In a further amendment of the constitution in 1984 the last item notes: ‘the full title of the Association shall be the Association of University Professors of French and of Heads/Chairmen of University Departments of French in the U.K. and Ireland, but it shall continue to be known more commonly by the short title AUPF’. The present acronym of AUPHF first appears in the most recently amended constitution, that of 1997.
Emeritus Prof Colin Smethurst, to whom I am indebted for a file of papers covering the period 1976 to 1983, recalls a major change in the early 1980s when ‘things started to get political’. In the minutes of the Annual Conference 1981, held at the Institut français, the then Chairman, Francis Higman, notes the pressures currently bearing on French Departments to take a more utilitarian, vocational and practical attitude to French Studies.
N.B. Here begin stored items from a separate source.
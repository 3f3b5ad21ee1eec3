//! The logistics backend's resources, registered once at start-up.

use crate::errors::Result;
use crate::schema::{EntityConfig, EntityRegistry, FieldKind};
use crate::sort::OrderBy;

pub fn orders() -> Result<EntityConfig> {
    EntityConfig::builder("orders")
        .fields(
            FieldKind::Text,
            [
                "id",
                "reference",
                "notes",
                "terminal_id",
                "eta_driver",
                "eta_driver_phone",
                "eta_truck",
                "eta_trailer",
                "etd_driver",
                "etd_driver_phone",
                "etd_truck",
                "etd_trailer",
            ],
        )
        .fields(FieldKind::Enumerated, ["service", "commodity"])
        .fields(
            FieldKind::Temporal,
            ["eta_date", "eta_time", "etd_date", "etd_time", "created_at", "updated_at"],
        )
        .fields(FieldKind::Numeric, ["pallets", "boxes", "kilos"])
        .field("priority", FieldKind::Boolean)
        .sortable(["id", "reference"])
        .build()
}

pub fn drivers() -> Result<EntityConfig> {
    EntityConfig::builder("drivers")
        .fields(FieldKind::Text, ["id", "name", "phone"])
        .sortable(["id", "name"])
        .build()
}

fn vehicle(name: &str) -> Result<EntityConfig> {
    EntityConfig::builder(name)
        .fields(FieldKind::Text, ["id", "name", "license_plate"])
        .sortable(["id", "name", "license_plate"])
        .build()
}

pub fn trucks() -> Result<EntityConfig> {
    vehicle("trucks")
}

pub fn trailers() -> Result<EntityConfig> {
    vehicle("trailers")
}

pub fn terminals() -> Result<EntityConfig> {
    let text = ["id", "name", "time_zone", "address", "short_name", "account_code"];
    EntityConfig::builder("terminals")
        .fields(FieldKind::Text, text)
        .sortable(text)
        .build()
}

pub fn order_documents() -> Result<EntityConfig> {
    EntityConfig::builder("order_documents")
        .fields(FieldKind::Text, ["id", "order_id", "title"])
        .field("type", FieldKind::Enumerated)
        .field("created_at", FieldKind::Temporal)
        .sortable(["id", "title", "created_at"])
        .default_order(OrderBy::desc("created_at"))
        .build()
}

/// Registry with every resource the backend serves.
pub fn logistics() -> Result<EntityRegistry> {
    EntityRegistry::new([
        orders()?,
        drivers()?,
        trucks()?,
        trailers()?,
        terminals()?,
        order_documents()?,
    ])
}

#[cfg(test)]
mod tests {
    use super::*;

    #[test]
    fn catalog_registers_every_resource() {
        let reg = logistics().unwrap();
        let names: Vec<_> = reg.iter().map(|c| c.name.as_str()).collect();
        assert_eq!(
            names,
            vec!["drivers", "order_documents", "orders", "terminals", "trailers", "trucks"]
        );
    }

    #[test]
    fn order_fields_carry_expected_kinds() {
        let o = orders().unwrap();
        assert_eq!(o.schema.kind_of("reference"), Some(FieldKind::Text));
        assert_eq!(o.schema.kind_of("pallets"), Some(FieldKind::Numeric));
        assert_eq!(o.schema.kind_of("priority"), Some(FieldKind::Boolean));
        assert_eq!(o.schema.kind_of("eta_date"), Some(FieldKind::Temporal));
        assert_eq!(o.schema.kind_of("service"), Some(FieldKind::Enumerated));
        assert!(o.sortable.contains("reference"));
        assert!(!o.sortable.contains("pallets"));
    }
}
These he summarized from a recent letter to the THES (21.3.80) which advocated the study of French language ‘linked to marketable disciplines like economics and industrial management; which asserted that ‘the primary aim of language learning should be utility’; and which suggested that ‘carefully selected options in literature and allied disciplines’ should be allowed to survive as a demonstration that ‘an important, though perhaps secondary, purpose, lies behind its studies, namely a cultural one’. Such views, the Chairman suggested, would not be dispelled by simply ignoring them; they were widely and vocally propounded, and our response needed to be closely reasoned.
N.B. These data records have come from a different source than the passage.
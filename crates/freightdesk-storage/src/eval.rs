//! Row-level evaluation of predicate trees with SQL-like null handling.

use crate::traits::Row;
use freightdesk_core::{Comparison, OrderBy, Predicate, SortDirection};
use serde_json::Value as JsonValue;
use std::cmp::Ordering;

pub fn matches(pred: &Predicate, row: &Row) -> bool {
    match pred {
        Predicate::Compare { field, cmp, value } => {
            let Some(actual) = present(row, field) else {
                return false;
            };
            let ord = compare_values(actual, value);
            match cmp {
                Comparison::Eq => ord == Some(Ordering::Equal),
                Comparison::Ne => ord != Some(Ordering::Equal),
                Comparison::Gt => ord == Some(Ordering::Greater),
                Comparison::Gte => matches!(ord, Some(Ordering::Greater | Ordering::Equal)),
                Comparison::Lt => ord == Some(Ordering::Less),
                Comparison::Lte => matches!(ord, Some(Ordering::Less | Ordering::Equal)),
            }
        }
        Predicate::Contains { field, needle } => present(row, field)
            .and_then(scalar_text)
            .is_some_and(|text| text.to_lowercase().contains(&needle.to_lowercase())),
        Predicate::InList { field, values } => present(row, field)
            .is_some_and(|actual| values.iter().any(|v| loosely_equal(actual, v))),
        Predicate::NotInList { field, values } => present(row, field)
            .is_some_and(|actual| !values.iter().any(|v| loosely_equal(actual, v))),
        Predicate::And(children) => children.iter().all(|c| matches(c, row)),
        Predicate::Or(children) => children.iter().any(|c| matches(c, row)),
    }
}

fn present<'r>(row: &'r Row, field: &str) -> Option<&'r JsonValue> {
    row.get(field).filter(|v| !v.is_null())
}

fn scalar_text(v: &JsonValue) -> Option<String> {
    match v {
        JsonValue::String(s) => Some(s.clone()),
        JsonValue::Number(n) => Some(n.to_string()),
        JsonValue::Bool(b) => Some(b.to_string()),
        _ => None,
    }
}

/// Numbers compare numerically, strings lexicographically (ISO dates sort
/// correctly this way). Different types are unordered.
pub fn compare_values(a: &JsonValue, b: &JsonValue) -> Option<Ordering> {
    match (a, b) {
        (JsonValue::Number(x), JsonValue::Number(y)) => x.as_f64()?.partial_cmp(&y.as_f64()?),
        (JsonValue::String(x), JsonValue::String(y)) => Some(x.cmp(y)),
        (JsonValue::Bool(x), JsonValue::Bool(y)) => Some(x.cmp(y)),
        _ => None,
    }
}

fn loosely_equal(a: &JsonValue, b: &JsonValue) -> bool {
    compare_values(a, b) == Some(Ordering::Equal)
}

// Tie-break for values compare_values cannot order, keeping the sort total.
fn type_rank(v: &JsonValue) -> u8 {
    match v {
        JsonValue::Bool(_) => 0,
        JsonValue::Number(_) => 1,
        JsonValue::String(_) => 2,
        _ => 3,
    }
}

/// Ordering for `ORDER BY`: nulls sort as the largest value, so they come
/// last ascending and first descending. Mixed-type columns group by type,
/// booleans then numbers then strings.
pub fn order_rows(rows: &mut [Row], order: &OrderBy) {
    rows.sort_by(|a, b| {
        let ord = match (present(a, &order.field), present(b, &order.field)) {
            (None, None) => Ordering::Equal,
            (None, Some(_)) => Ordering::Greater,
            (Some(_), None) => Ordering::Less,
            (Some(x), Some(y)) => compare_values(x, y)
                .unwrap_or_else(|| type_rank(x).cmp(&type_rank(y))),
        };
        match order.direction {
            SortDirection::Asc => ord,
            SortDirection::Desc => ord.reverse(),
        }
    });
}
In 1982 the NCML (an ancestor of the current UCML) submitted to the Nuffield Foundation a proposal for ‘an Inquiry into needs and resources in modern languages in secondary and tertiary education’. Later that year, a questionnaire was sent round to the Subject Associations in the other modern languages to investigate threats to staff numbers, student numbers, lecteur posts and specialisms following the UGC’s letter to universities of July 1981, signalling the first round of cuts to Higher Education. Among other points in the report we read (in terms that are surely still as apt): ‘The emergence of the category School as some kind of bran tub in which things can jostle haphazardly seems to indicate that no thorough exploration of combining individual languages satisfactorily is being done. French is still clearly being given a mothering role but the evidence is not clear yet as to how subjects will inter-relate, if at all’.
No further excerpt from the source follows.